AUSTIN, Texas — Jason Day’s been around the block.
Several blocks, in fact.
At 35 years old, the mature native Australian admittedly didn’t always know what was coming next and doesn’t truly know now.
But he’s come to grips with it some uncertainty, is braced for it and, in fact, is welcoming it.
He calls it “an interesting journey.”
Rewarding, too. And not just because of $53 million in golf paydays.
It’s been a journey that’s taken him to the highest of highs with both a PGA Championship and the Players Championship along with 10 other victories on the PGA Tour and included a few lows like an extended time off with severe back pain and a long drought between wins that has grown to five years since the Wells Fargo Open in 2018.
He’s a former No. 1-ranked golfer in the world. And he was as low as 175th in the ranking last October before climbing back to 37th.
He’s won this match-play event twice before, in 2014 and again in 2016 when it first came to Austin as its reincarnation as the WGC-Dell Technologies Match Play and he’s in position to do so again after advancing from group play Friday by routing two-time major winner Colin Morikawa by a 4 and 3 margin.
Yet, he had gone 0-for-his-last-4 tries when he’s failed to advance out of the round-robin stage since his title.

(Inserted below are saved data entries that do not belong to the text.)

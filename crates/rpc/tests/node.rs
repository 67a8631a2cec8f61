//! Node lifecycle: handshake, extensions, interceptors, shutdown.

mod common;

use std::sync::Arc;
use std::sync::atomic::{AtomicUsize, Ordering};

use async_trait::async_trait;
use common::{TIMEOUT, connect, init_tracing};
use parking_lot::Mutex;
use tether_rpc::call::SingleHandler;
use tether_rpc::extension::CallLoggingExtension;
use tether_rpc::fault::{ConnectionClosedError, ProtocolViolationError, TooManyCallsError};
use tether_rpc::serialization::SerializedPayload;
use tether_rpc::{
    BoundExtension, CallContext, CallLogging, Error, ExtensionContract, ExtensionIdentifier,
    HandshakeError, Interceptor, NodeBuilder, NodeExtension, NodeExtensionFactory, NodeRole,
    NodeState, RpcError, SerializationFormat, ServiceDescription, SingleCallDescription,
};
use tether_transport_memory::MemoryConnection;
use tokio::time::timeout;

fn echo() -> SingleCallDescription<String, String> {
    SingleCallDescription::new("echo", "say")
}

fn echo_service() -> ServiceDescription {
    ServiceDescription::new("echo")
        .with_call(echo().calling(|message: String| async move { Ok(message) }))
}

async fn start_pair(
    client: NodeBuilder,
    server: NodeBuilder,
) -> (Result<tether_rpc::RpcNode, Error>, Result<tether_rpc::RpcNode, Error>) {
    init_tracing();
    let (client_end, server_end) = MemoryConnection::pair();
    timeout(TIMEOUT, async {
        tokio::join!(client.connect(client_end), server.accept(server_end))
    })
    .await
    .expect("Timeout during handshake")
}

// ============= Handshake =============

#[tokio::test]
async fn test_handshake_negotiates_highest_common_version() {
    let (client, server) = connect(
        NodeBuilder::new().protocol_versions(vec![1, 2, 3]),
        NodeBuilder::new().protocol_versions(vec![1, 2]),
    )
    .await;

    assert_eq!(client.protocol_version(), 2);
    assert_eq!(server.protocol_version(), 2);
    assert_eq!(client.role(), NodeRole::Client);
    assert_eq!(server.role(), NodeRole::Server);
    assert_eq!(client.state(), NodeState::Active);
}

#[tokio::test]
async fn test_handshake_fails_without_common_version() {
    let (client, server) = start_pair(
        NodeBuilder::new().protocol_versions(vec![1]),
        NodeBuilder::new().protocol_versions(vec![2]),
    )
    .await;

    assert!(matches!(
        server,
        Err(Error::Handshake(HandshakeError::NoCommonVersion { .. }))
    ));
    assert!(matches!(
        client,
        Err(Error::Handshake(HandshakeError::Rejected(_)))
    ));
}

#[tokio::test]
async fn test_handshake_uses_client_frame_format() {
    let (client, server) = connect(
        NodeBuilder::new()
            .frame_format(SerializationFormat::JSON)
            .payload_format(SerializationFormat::JSON),
        NodeBuilder::new().service(echo_service()),
    )
    .await;

    assert_eq!(client.frame_format(), SerializationFormat::JSON);
    assert_eq!(server.frame_format(), SerializationFormat::JSON);

    // Payload formats may differ per side; each decodes the other's.
    let reply = client
        .transport()
        .single_call(&echo(), "json".to_string())
        .await
        .expect("Call failed");
    assert_eq!(reply, "json");
}

#[tokio::test]
async fn test_handshake_rejects_unaccepted_frame_format() {
    let (client, server) = start_pair(
        NodeBuilder::new().frame_format(SerializationFormat::JSON),
        NodeBuilder::new().accepted_frame_formats(vec![SerializationFormat::CBOR]),
    )
    .await;

    assert!(matches!(
        server,
        Err(Error::Handshake(HandshakeError::UnsupportedFrameFormat(_)))
    ));
    assert!(client.is_err());
}

#[tokio::test]
async fn test_unsupported_payload_format_is_refused_locally() {
    let (client, _server) = start_pair(
        NodeBuilder::new().payload_format(SerializationFormat::PROTOBUF),
        NodeBuilder::new().handshake_timeout(std::time::Duration::from_millis(200)),
    )
    .await;

    assert!(matches!(client, Err(Error::Codec(_))));
}

// ============= Extensions =============

struct Marker {
    required: bool,
    bound: Arc<AtomicUsize>,
}

struct MarkerExtension {
    peer_has_marker: bool,
}

#[async_trait]
impl NodeExtension for MarkerExtension {
    fn services(&self) -> Vec<ServiceDescription> {
        let answer = self.peer_has_marker;
        let call = SingleCallDescription::<(), bool>::new("marker", "peer");
        vec![
            ServiceDescription::new("marker")
                .with_call(call.calling(move |()| async move { Ok(answer) })),
        ]
    }
}

impl NodeExtensionFactory for Marker {
    fn identifier(&self) -> ExtensionIdentifier {
        ExtensionIdentifier::new("test.marker")
    }

    fn required_on_peer(&self) -> bool {
        self.required
    }

    fn bind(&self, contract: ExtensionContract) -> tether_rpc::Result<BoundExtension> {
        self.bound.fetch_add(1, Ordering::SeqCst);
        let extension = MarkerExtension {
            peer_has_marker: contract.peer_has(&self.identifier()),
        };
        Ok(BoundExtension::new(self.identifier(), Arc::new(extension)))
    }
}

#[tokio::test]
async fn test_required_extension_missing_on_peer() {
    let bound = Arc::new(AtomicUsize::new(0));
    let (client, server) = start_pair(
        NodeBuilder::new().extension(Marker {
            required: true,
            bound: Arc::clone(&bound),
        }),
        NodeBuilder::new(),
    )
    .await;

    assert!(matches!(
        server,
        Err(Error::Handshake(HandshakeError::MissingExtensions(ref missing)))
            if missing == &[ExtensionIdentifier::new("test.marker")]
    ));
    assert!(matches!(
        client,
        Err(Error::Handshake(HandshakeError::Rejected(_)))
    ));
    assert_eq!(bound.load(Ordering::SeqCst), 0);
}

#[tokio::test]
async fn test_server_required_extension_checked_by_client() {
    let (client, server) = start_pair(
        NodeBuilder::new(),
        NodeBuilder::new().extension(Marker {
            required: true,
            bound: Arc::new(AtomicUsize::new(0)),
        }),
    )
    .await;

    assert!(matches!(
        client,
        Err(Error::Handshake(HandshakeError::MissingExtensions(_)))
    ));
    assert!(matches!(
        server,
        Err(Error::Handshake(HandshakeError::Rejected(_)))
    ));
}

#[tokio::test]
async fn test_extension_contributes_services_and_sees_peer() {
    let bound = Arc::new(AtomicUsize::new(0));
    let (client, server) = connect(
        NodeBuilder::new().extension(CallLogging),
        NodeBuilder::new().extension(Marker {
            required: false,
            bound: Arc::clone(&bound),
        }),
    )
    .await;

    assert_eq!(bound.load(Ordering::SeqCst), 1);
    assert!(client.extension::<CallLoggingExtension>().is_some());
    assert!(client.extension::<MarkerExtension>().is_none());
    assert!(server.extension::<MarkerExtension>().is_some());
    assert_eq!(
        client.peer_extensions(),
        &[ExtensionIdentifier::new("test.marker")]
    );

    let call = SingleCallDescription::<(), bool>::new("marker", "peer");
    let peer_has_marker = client
        .transport()
        .single_call(&call, ())
        .await
        .expect("Call failed");
    assert!(!peer_has_marker);
}

// ============= Interceptors =============

/// Records calls and refuses anything on the `admin` service.
struct Gatekeeper {
    seen: Mutex<Vec<String>>,
}

#[async_trait]
impl Interceptor for Gatekeeper {
    async fn intercept_single(
        &self,
        context: CallContext,
        request: SerializedPayload,
        next: SingleHandler,
    ) -> Result<SerializedPayload, RpcError> {
        self.seen.lock().push(context.service_call().to_string());
        if context.service_call().service_id == "admin" {
            return Err(RpcError::protocol_violation("admin calls are not allowed"));
        }
        next(context, request).await
    }
}

/// Appends a suffix to every response.
struct Suffix(&'static str);

#[async_trait]
impl Interceptor for Suffix {
    async fn intercept_single(
        &self,
        context: CallContext,
        request: SerializedPayload,
        next: SingleHandler,
    ) -> Result<SerializedPayload, RpcError> {
        let response = next(context.clone(), request).await?;
        let text: String = context.decode(&response)?;
        context.encode(&format!("{text}{}", self.0))
    }
}

#[tokio::test]
async fn test_incoming_interceptor_guards_calls() {
    let gatekeeper = Arc::new(Gatekeeper {
        seen: Mutex::new(Vec::new()),
    });
    let admin = SingleCallDescription::<String, String>::new("admin", "say");
    let server = NodeBuilder::new()
        .service(echo_service())
        .service(
            ServiceDescription::new("admin")
                .with_call(admin.calling(|message: String| async move { Ok(message) })),
        )
        .incoming_interceptor(gatekeeper.clone());
    let (client, _server) = connect(NodeBuilder::new(), server).await;

    let reply = client
        .transport()
        .single_call(&echo(), "hi".to_string())
        .await
        .expect("Call failed");
    assert_eq!(reply, "hi");

    let error = client
        .transport()
        .single_call(&admin, "hi".to_string())
        .await
        .expect_err("Call should be refused");
    assert!(error.is::<ProtocolViolationError>());

    assert_eq!(*gatekeeper.seen.lock(), vec!["echo/say", "admin/say"]);
}

#[tokio::test]
async fn test_interceptors_compose_in_order() {
    let (client, _server) = connect(
        NodeBuilder::new()
            .outgoing_interceptor(Arc::new(Suffix("-a")))
            .outgoing_interceptor(Arc::new(Suffix("-b"))),
        NodeBuilder::new()
            .service(echo_service())
            .incoming_interceptor(Arc::new(Suffix("-x")))
            .incoming_interceptor(Arc::new(Suffix("-y"))),
    )
    .await;

    let reply = client
        .transport()
        .single_call(&echo(), "m".to_string())
        .await
        .expect("Call failed");

    // The innermost interceptor sees the response first.
    assert_eq!(reply, "m-y-x-b-a");
}

// ============= Concurrency =============

#[tokio::test]
async fn test_calls_beyond_limit_are_refused() {
    let started = Arc::new(tokio::sync::Notify::new());
    let release = Arc::new(tokio::sync::Notify::new());
    let hold = || SingleCallDescription::<(), ()>::new("gate", "hold");
    let service = {
        let (started, release) = (Arc::clone(&started), Arc::clone(&release));
        ServiceDescription::new("gate").with_call(hold().calling(move |()| {
            let (started, release) = (Arc::clone(&started), Arc::clone(&release));
            async move {
                started.notify_one();
                release.notified().await;
                Ok(())
            }
        }))
    };
    let (client, server) = connect(
        NodeBuilder::new(),
        NodeBuilder::new()
            .max_concurrent_calls(1)
            .service(service)
            .service(echo_service()),
    )
    .await;

    let held = {
        let transport = client.transport();
        tokio::spawn(async move { transport.single_call(&hold(), ()).await })
    };
    timeout(TIMEOUT, started.notified())
        .await
        .expect("First call never started");

    let error = client
        .transport()
        .single_call(&echo(), "second".to_string())
        .await
        .expect_err("Second call should be refused");
    let refused = error
        .downcast_ref::<TooManyCallsError>()
        .expect("Expected TooManyCallsError");
    assert_eq!(refused.limit, 1);
    assert_eq!(server.state(), NodeState::Active);

    release.notify_one();
    timeout(TIMEOUT, held)
        .await
        .expect("Held call timed out")
        .expect("Held call panicked")
        .expect("Held call failed");

    // The slot frees up once the first call's task ends.
    let reply = timeout(TIMEOUT, async {
        loop {
            match client
                .transport()
                .single_call(&echo(), "third".to_string())
                .await
            {
                Ok(reply) => break reply,
                Err(error) if error.is::<TooManyCallsError>() => {
                    tokio::time::sleep(std::time::Duration::from_millis(5)).await;
                }
                Err(error) => panic!("Unexpected error: {error}"),
            }
        }
    })
    .await
    .expect("Slot was never released");
    assert_eq!(reply, "third");
}

// ============= Lifecycle =============

#[tokio::test]
async fn test_shutdown_closes_both_nodes() {
    let (client, server) =
        connect(NodeBuilder::new(), NodeBuilder::new().service(echo_service())).await;
    let transport = client.transport();

    timeout(TIMEOUT, client.shutdown())
        .await
        .expect("Timeout during shutdown");
    assert_eq!(client.state(), NodeState::Closed);

    timeout(TIMEOUT, server.closed())
        .await
        .expect("Server did not notice the close");
    assert_eq!(server.state(), NodeState::Closed);

    let error = transport
        .single_call(&echo(), "late".to_string())
        .await
        .expect_err("Call after shutdown should fail");
    assert!(error.is::<ConnectionClosedError>());
}

#[tokio::test]
async fn test_pending_call_fails_when_peer_goes_away() {
    let hang = SingleCallDescription::<(), ()>::new("slow", "hang");
    let service = ServiceDescription::new("slow")
        .with_call(hang.calling(|()| futures::future::pending::<Result<(), RpcError>>()));
    let (client, server) = connect(NodeBuilder::new(), NodeBuilder::new().service(service)).await;

    let transport = client.transport();
    let pending = tokio::spawn(async move { transport.single_call(&hang, ()).await });
    tokio::time::sleep(std::time::Duration::from_millis(100)).await;
    drop(server);

    let error = timeout(TIMEOUT, pending)
        .await
        .expect("Pending call never resolved")
        .expect("Task panicked")
        .expect_err("Call should fail");
    assert!(error.is::<ConnectionClosedError>());
}

#[tokio::test]
async fn test_dropping_node_closes_connection() {
    init_tracing();
    let (client_end, server_end) = MemoryConnection::pair();
    let (client, server) = tokio::join!(
        NodeBuilder::new().connect(client_end),
        NodeBuilder::new().accept(server_end)
    );
    let client = client.expect("Client failed to start");
    let server = server.expect("Server failed to start");

    let mut state = server.watch_state();
    drop(client);

    timeout(TIMEOUT, state.wait_for(|s| *s == NodeState::Closed))
        .await
        .expect("Server did not close")
        .expect("State channel closed");
}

He’s had 15 finishes in the top 10 in major championships, including four of them in the Masters, in his career, but he hasn’t captured a second major since that PGA title in 2015.

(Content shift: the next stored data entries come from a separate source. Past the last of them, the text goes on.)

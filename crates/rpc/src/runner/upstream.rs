//! A request plus a caller stream, one response.

use std::sync::Arc;

use crate::call::{CallContext, PayloadStream, UpstreamHandler};
use crate::fault::RpcError;
use crate::node::core::{CallChannels, NodeCore};
use crate::protocol::{DownstreamEvent, ResponsePayload};
use crate::runner::stream::{pull_stream, push_stream};
use crate::runner::{AbortOnDrop, Outbox, guarded, open};
use crate::serialization::SerializedPayload;

/// Caller half: open the call, feed `source` on demand, await the
/// `Response`.
pub(crate) async fn call(
    core: Arc<NodeCore>,
    context: CallContext,
    payload: SerializedPayload,
    source: PayloadStream,
) -> Result<SerializedPayload, RpcError> {
    let mut call = open(core, context, payload).await?;

    let outbox = call.outbox.clone();
    let flow = call.channels.flow.clone();
    let pump_context = call.context.clone();
    let _pump = AbortOnDrop::spawn(async move {
        push_stream(&outbox, &flow, source, &pump_context, None).await;
    });

    call.response().await
}

/// Callee half: hand the handler a stream that pulls from the caller.
pub(crate) async fn serve(
    handler: UpstreamHandler,
    outbox: &Outbox,
    context: CallContext,
    payload: SerializedPayload,
    channels: CallChannels,
) {
    let inbound = pull_stream(
        outbox.clone(),
        channels.data,
        channels.demand,
        context.clone(),
        (),
    );

    let response = match guarded(handler(context.clone(), payload, inbound)).await {
        Ok(payload) => ResponsePayload::Success(payload),
        Err(error) => ResponsePayload::Error(context.fault_envelope(&error)),
    };
    outbox.conclude(DownstreamEvent::Response(response)).await;
}
//! Version, frame format and extension negotiation.
//!
//! The connecting node proposes, the accepting node selects, the connecting
//! node confirms. Messages are JSON since no frame format is agreed yet.

use bytes::Bytes;
use serde::{Deserialize, Serialize};
use tether_transport::Connection;
use tracing::{debug, info, warn};

use crate::error::{CodecError, HandshakeError, Result};
use crate::extension::ExtensionIdentifier;
use crate::serialization::SerializationFormat;

/// Protocol version implemented by this crate.
pub const PROTOCOL_VERSION: u32 = 1;

/// An extension as advertised during the handshake.
#[derive(Debug, Clone, PartialEq, Eq, Serialize, Deserialize)]
pub struct ExtensionDescriptor {
    /// Stable extension identifier.
    pub identifier: ExtensionIdentifier,
    /// Whether the peer must have the extension too.
    pub required: bool,
}

/// Opening message from the connecting node.
#[derive(Debug, Clone, PartialEq, Eq, Serialize, Deserialize)]
pub struct ProtocolSelectionRequest {
    /// Versions the connecting node speaks.
    pub supported_versions: Vec<u32>,
    /// Proposed frame format.
    pub frame_format: SerializationFormat,
    /// Extensions of the connecting node.
    pub extensions: Vec<ExtensionDescriptor>,
}

/// The accepting node's answer.
#[derive(Debug, Clone, PartialEq, Eq, Serialize, Deserialize)]
#[serde(rename_all = "snake_case")]
pub enum ProtocolSelectionResponse {
    /// Version selected, frame format accepted.
    Success {
        /// Selected version.
        version: u32,
        /// Extensions of the accepting node.
        extensions: Vec<ExtensionDescriptor>,
    },
    /// Negotiation failed.
    Error {
        /// Why.
        message: String,
    },
}

/// Final confirmation from the connecting node.
#[derive(Debug, Clone, PartialEq, Eq, Serialize, Deserialize)]
#[serde(rename_all = "snake_case")]
pub enum HandshakeComplete {
    /// Both sides agree.
    Success,
    /// The connecting node rejects the selection.
    Error {
        /// Why.
        message: String,
    },
}

/// Every message exchanged before the connection carries frames.
#[derive(Debug, Clone, PartialEq, Eq, Serialize, Deserialize)]
#[serde(tag = "type", content = "body", rename_all = "snake_case")]
pub enum HandshakeMessage {
    /// Connecting node proposes.
    Request(ProtocolSelectionRequest),
    /// Accepting node selects.
    Response(ProtocolSelectionResponse),
    /// Connecting node confirms.
    Complete(HandshakeComplete),
}

impl HandshakeMessage {
    const fn name(&self) -> &'static str {
        match self {
            Self::Request(_) => "Request",
            Self::Response(_) => "Response",
            Self::Complete(_) => "Complete",
        }
    }
}

/// What this node brings to a handshake.
#[derive(Debug, Clone)]
pub struct HandshakeOffer {
    /// Versions this node speaks.
    pub versions: Vec<u32>,
    /// Frame format proposed when connecting.
    pub frame_format: SerializationFormat,
    /// Frame formats accepted when accepting.
    pub accepted_frame_formats: Vec<SerializationFormat>,
    /// This node's extensions.
    pub extensions: Vec<ExtensionDescriptor>,
}

/// The outcome both sides agree on.
#[derive(Debug, Clone, PartialEq, Eq)]
pub struct Negotiated {
    /// Protocol version in use.
    pub version: u32,
    /// Frame format in use.
    pub frame_format: SerializationFormat,
    /// Extensions the peer advertised.
    pub peer_extensions: Vec<ExtensionIdentifier>,
}

/// Highest version both lists contain.
#[must_use]
pub fn select_version(local: &[u32], remote: &[u32]) -> Option<u32> {
    local.iter().filter(|v| remote.contains(v)).max().copied()
}

/// Extensions `peer` requires that `local` lacks.
#[must_use]
pub fn missing_required(
    peer: &[ExtensionDescriptor],
    local: &[ExtensionDescriptor],
) -> Vec<ExtensionIdentifier> {
    peer.iter()
        .filter(|d| d.required)
        .filter(|d| !local.iter().any(|l| l.identifier == d.identifier))
        .map(|d| d.identifier.clone())
        .collect()
}

async fn send(connection: &dyn Connection, message: &HandshakeMessage) -> Result<()> {
    debug!("Sending handshake {}", message.name());
    let encoded =
        serde_json::to_vec(message).map_err(|e| CodecError::SerializationFailed(e.to_string()))?;
    connection.send(Bytes::from(encoded)).await?;
    Ok(())
}

async fn recv(connection: &dyn Connection) -> Result<HandshakeMessage> {
    let bytes = connection.recv().await?;
    let message: HandshakeMessage = serde_json::from_slice(&bytes)
        .map_err(|e| HandshakeError::UnexpectedMessage(e.to_string()))?;
    debug!("Received handshake {}", message.name());
    Ok(message)
}

fn unexpected(expected: &str, actual: &HandshakeMessage) -> HandshakeError {
    HandshakeError::UnexpectedMessage(format!("expected {expected}, got {}", actual.name()))
}

/// Run the connecting side.
///
/// # Errors
///
/// Fails if the peers cannot agree, the peer rejects, or the connection
/// fails. The caller closes the connection.
pub async fn initiate(connection: &dyn Connection, offer: &HandshakeOffer) -> Result<Negotiated> {
    send(
        connection,
        &HandshakeMessage::Request(ProtocolSelectionRequest {
            supported_versions: offer.versions.clone(),
            frame_format: offer.frame_format,
            extensions: offer.extensions.clone(),
        }),
    )
    .await?;

    let (version, peer) = match recv(connection).await? {
        HandshakeMessage::Response(ProtocolSelectionResponse::Success {
            version,
            extensions,
        }) => (version, extensions),
        HandshakeMessage::Response(ProtocolSelectionResponse::Error { message }) => {
            warn!("Peer rejected handshake: {message}");
            return Err(HandshakeError::Rejected(message).into());
        }
        other => return Err(unexpected("Response", &other).into()),
    };

    let refusal = if offer.versions.contains(&version) {
        let missing = missing_required(&peer, &offer.extensions);
        if missing.is_empty() {
            None
        } else {
            Some(HandshakeError::MissingExtensions(missing))
        }
    } else {
        Some(HandshakeError::NoCommonVersion {
            local: offer.versions.clone(),
            remote: vec![version],
        })
    };

    if let Some(error) = refusal {
        warn!("Rejecting handshake: {error}");
        send(
            connection,
            &HandshakeMessage::Complete(HandshakeComplete::Error {
                message: error.to_string(),
            }),
        )
        .await?;
        return Err(error.into());
    }

    send(connection, &HandshakeMessage::Complete(HandshakeComplete::Success)).await?;
    info!(
        "Handshake complete on {}: version {version}, frames {}",
        connection.describe(),
        offer.frame_format
    );

    Ok(Negotiated {
        version,
        frame_format: offer.frame_format,
        peer_extensions: peer.into_iter().map(|d| d.identifier).collect(),
    })
}

/// Run the accepting side.
///
/// # Errors
///
/// Fails if the peers cannot agree, the peer rejects, or the connection
/// fails. The caller closes the connection.
pub async fn accept(connection: &dyn Connection, offer: &HandshakeOffer) -> Result<Negotiated> {
    let request = match recv(connection).await? {
        HandshakeMessage::Request(request) => request,
        other => return Err(unexpected("Request", &other).into()),
    };

    let selection = select_version(&offer.versions, &request.supported_versions)
        .ok_or_else(|| HandshakeError::NoCommonVersion {
            local: offer.versions.clone(),
            remote: request.supported_versions.clone(),
        })
        .and_then(|version| {
            if offer.accepted_frame_formats.contains(&request.frame_format)
                && request.frame_format.is_supported()
            {
                Ok(version)
            } else {
                Err(HandshakeError::UnsupportedFrameFormat(request.frame_format))
            }
        })
        .and_then(|version| {
            let missing = missing_required(&request.extensions, &offer.extensions);
            if missing.is_empty() {
                Ok(version)
            } else {
                Err(HandshakeError::MissingExtensions(missing))
            }
        });

    let version = match selection {
        Ok(version) => version,
        Err(error) => {
            warn!("Rejecting handshake: {error}");
            send(
                connection,
                &HandshakeMessage::Response(ProtocolSelectionResponse::Error {
                    message: error.to_string(),
                }),
            )
            .await?;
            return Err(error.into());
        }
    };

    send(
        connection,
        &HandshakeMessage::Response(ProtocolSelectionResponse::Success {
            version,
            extensions: offer.extensions.clone(),
        }),
    )
    .await?;

    match recv(connection).await? {
        HandshakeMessage::Complete(HandshakeComplete::Success) => {}
        HandshakeMessage::Complete(HandshakeComplete::Error { message }) => {
            warn!("Peer rejected handshake: {message}");
            return Err(HandshakeError::Rejected(message).into());
        }
        other => return Err(unexpected("Complete", &other).into()),
    }

    info!(
        "Handshake complete on {}: version {version}, frames {}",
        connection.describe(),
        request.frame_format
    );

    Ok(Negotiated {
        version,
        frame_format: request.frame_format,
        peer_extensions: request
            .extensions
            .into_iter()
            .map(|d| d.identifier)
            .collect(),
    })
}

#[cfg(test)]
mod tests {
    use super::*;

    fn descriptor(id: &str, required: bool) -> ExtensionDescriptor {
        ExtensionDescriptor {
            identifier: ExtensionIdentifier::new(id),
            required,
        }
    }

    #[test]
    fn test_select_version_picks_highest_common() {
        assert_eq!(select_version(&[1, 2, 3], &[2, 3, 4]), Some(3));
        assert_eq!(select_version(&[1], &[1]), Some(1));
        assert_eq!(select_version(&[1, 2], &[3]), None);
        assert_eq!(select_version(&[], &[1]), None);
    }

    #[test]
    fn test_missing_required_ignores_optional() {
        let peer = vec![descriptor("a", true), descriptor("b", false), descriptor("c", true)];
        let local = vec![descriptor("a", false)];

        assert_eq!(
            missing_required(&peer, &local),
            vec![ExtensionIdentifier::new("c")]
        );
    }

    #[test]
    fn test_messages_are_json() {
        let message = HandshakeMessage::Response(ProtocolSelectionResponse::Success {
            version: 1,
            extensions: vec![descriptor("tether.session", true)],
        });

        let json = serde_json::to_value(&message).unwrap();
        assert_eq!(json["type"], "response");
        assert_eq!(json["body"]["success"]["version"], 1);

        let decoded: HandshakeMessage = serde_json::from_value(json).unwrap();
        assert_eq!(decoded, message);
    }
}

That said, the highs greatly outnumber the lows, and his compelling journey may yet return him to golf’s mountaintop. He’s placed in the top 10 in four of his last five events, including a fifth at the WM Phoenix Open, as well as a tie for 19th at the Players.
“When I got to No. 1 in the world back in ’15, I enjoyed the journey getting there,” Day said, “but when I got there, I didn’t know how I got there, which is interesting to say because I had a team of people around me that would just take care of everything. So they just kept the horse running, and I was just like, okay, I’m going to run in a straight line.”

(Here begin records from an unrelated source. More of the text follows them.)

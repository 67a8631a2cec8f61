//! Pull-based stream plumbing shared by every streaming runner.
//!
//! The consumer of a direction sends one `Start` per element it wants and
//! the producer answers each with exactly one stream event.

use std::panic::AssertUnwindSafe;
use std::sync::Arc;
use std::sync::atomic::{AtomicU32, Ordering};
use std::time::Duration;

use futures::{FutureExt, StreamExt};
use tracing::debug;

use crate::call::{CallContext, PayloadStream};
use crate::fault::{RequestTimeoutError, RpcError};
use crate::protocol::{StreamFrame, StreamOperation};
use crate::runner::{Outbox, panic_fault};

/// Sends `Close` when dropped while armed.
struct CloseOnDrop {
    outbox: Option<Outbox>,
}

impl CloseOnDrop {
    const fn new(outbox: Outbox) -> Self {
        Self {
            outbox: Some(outbox),
        }
    }

    fn disarm(&mut self) {
        self.outbox = None;
    }
}

impl Drop for CloseOnDrop {
    fn drop(&mut self) {
        if let Some(outbox) = self.outbox.take() {
            debug!("Closing stream of call {} early", outbox.reference());
            outbox.operation_detached(StreamOperation::Close);
        }
    }
}

/// Consume the peer's stream of a call. Each poll sends one `Start` and
/// yields the event it buys. Dropping the stream early sends `Close`.
///
/// `keep_alive` lives exactly as long as the stream does.
pub(crate) fn pull_stream<K>(
    outbox: Outbox,
    data: flume::Receiver<StreamFrame>,
    demand: Arc<AtomicU32>,
    context: CallContext,
    keep_alive: K,
) -> PayloadStream
where
    K: Send + 'static,
{
    // Created outside the generator so a stream dropped before its first
    // poll still closes.
    let close = CloseOnDrop::new(outbox.clone());

    async_stream::stream! {
        let keep_alive = keep_alive;
        let mut close = close;

        loop {
            demand.fetch_add(1, Ordering::AcqRel);
            if outbox.operation(StreamOperation::Start).await.is_err() {
                close.disarm();
                yield Err(RpcError::connection_closed());
                break;
            }

            match data.recv_async().await {
                Ok(StreamFrame::Element(payload)) => yield Ok(payload),
                Ok(StreamFrame::Complete) => {
                    close.disarm();
                    break;
                }
                Ok(StreamFrame::Error(envelope)) => {
                    close.disarm();
                    yield Err(context.decode_fault(envelope));
                    break;
                }
                Err(_) => {
                    close.disarm();
                    yield Err(RpcError::connection_closed());
                    break;
                }
            }
        }

        drop(close);
        drop(keep_alive);
    }
    .boxed()
}

/// How a producer stopped.
#[derive(Debug, Clone, Copy, PartialEq, Eq)]
pub(crate) enum PushOutcome {
    /// Sent `Complete`.
    Completed,
    /// Sent an `Error` stream event.
    Failed,
    /// The consumer sent `Close`.
    Closed,
    /// No `Start` arrived in time.
    TimedOut,
    /// The call or connection went away.
    Disconnected,
}

/// Feed `source` to the peer, one element per `Start`.
pub(crate) async fn push_stream(
    outbox: &Outbox,
    flow: &flume::Receiver<StreamOperation>,
    mut source: PayloadStream,
    context: &CallContext,
    start_timeout: Option<Duration>,
) -> PushOutcome {
    loop {
        let operation = match start_timeout {
            Some(limit) => match tokio::time::timeout(limit, flow.recv_async()).await {
                Ok(operation) => operation,
                Err(_) => return PushOutcome::TimedOut,
            },
            None => flow.recv_async().await,
        };

        match operation {
            Ok(StreamOperation::Start) => {}
            Ok(StreamOperation::Close) => return PushOutcome::Closed,
            Err(_) => return PushOutcome::Disconnected,
        }

        let (frame, outcome) = match AssertUnwindSafe(source.next()).catch_unwind().await {
            Ok(Some(Ok(payload))) => (StreamFrame::Element(payload), None),
            Ok(Some(Err(error))) => (
                StreamFrame::Error(context.fault_envelope(&error)),
                Some(PushOutcome::Failed),
            ),
            Ok(None) => (StreamFrame::Complete, Some(PushOutcome::Completed)),
            Err(panic) => (
                StreamFrame::Error(context.fault_envelope(&panic_fault(panic.as_ref()))),
                Some(PushOutcome::Failed),
            ),
        };

        if outbox.data(frame).await.is_err() {
            return PushOutcome::Disconnected;
        }
        if let Some(outcome) = outcome {
            return outcome;
        }
    }
}

/// The fault a producer reports when its consumer stalls.
pub(crate) fn start_timeout_fault(limit: Duration) -> RpcError {
    RpcError::new(RequestTimeoutError {
        message: format!("no Start within {limit:?}"),
    })
}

This time around, he said he’s taken a different approach and he’s happy with that decision.
He’s spent a lifetime around golf — maybe two lifetimes — and likes where he’s been and where he’s headed.
“At least I’ll kind of have essentially an understanding of how things are,” he said, “and where they’re going and where I want to be.”
He wants to be back in the winner’s circle. But he’s also adjusting to a swing change with coach Chris Como, and that’s taken a while. He’s found himself uncomfortable over the ball too often, but has played long enough to know it’s about getting it in the hole more than showing off for style points.
But his health is good, his life balance is even better.
He feels awkward saying he’s not really in a groove, his 3-0 record notwithstanding. “I can’t fully let go,” he said.
He’s had only three bogeys in three rounds, one on Friday that was more than offset by six birdies. He’s completed his matches before ever setting foot at the 17th or 18th tee boxes.
For now, he’s back in the knockout stage of the Dell event where he will engage with match play wizard Matt Kuchar, who tied Tiger Woods with his 36th career victory in Match Play events by crushing Si Woo Kim 7 and 6.
“The guy is very straight down the middle, on the green” Day said of Kuchar. “When he gets hot with a putter, then he’s very difficult to beat. So I kind of have to stay in my own little world tomorrow and just not pay too much attention to him.”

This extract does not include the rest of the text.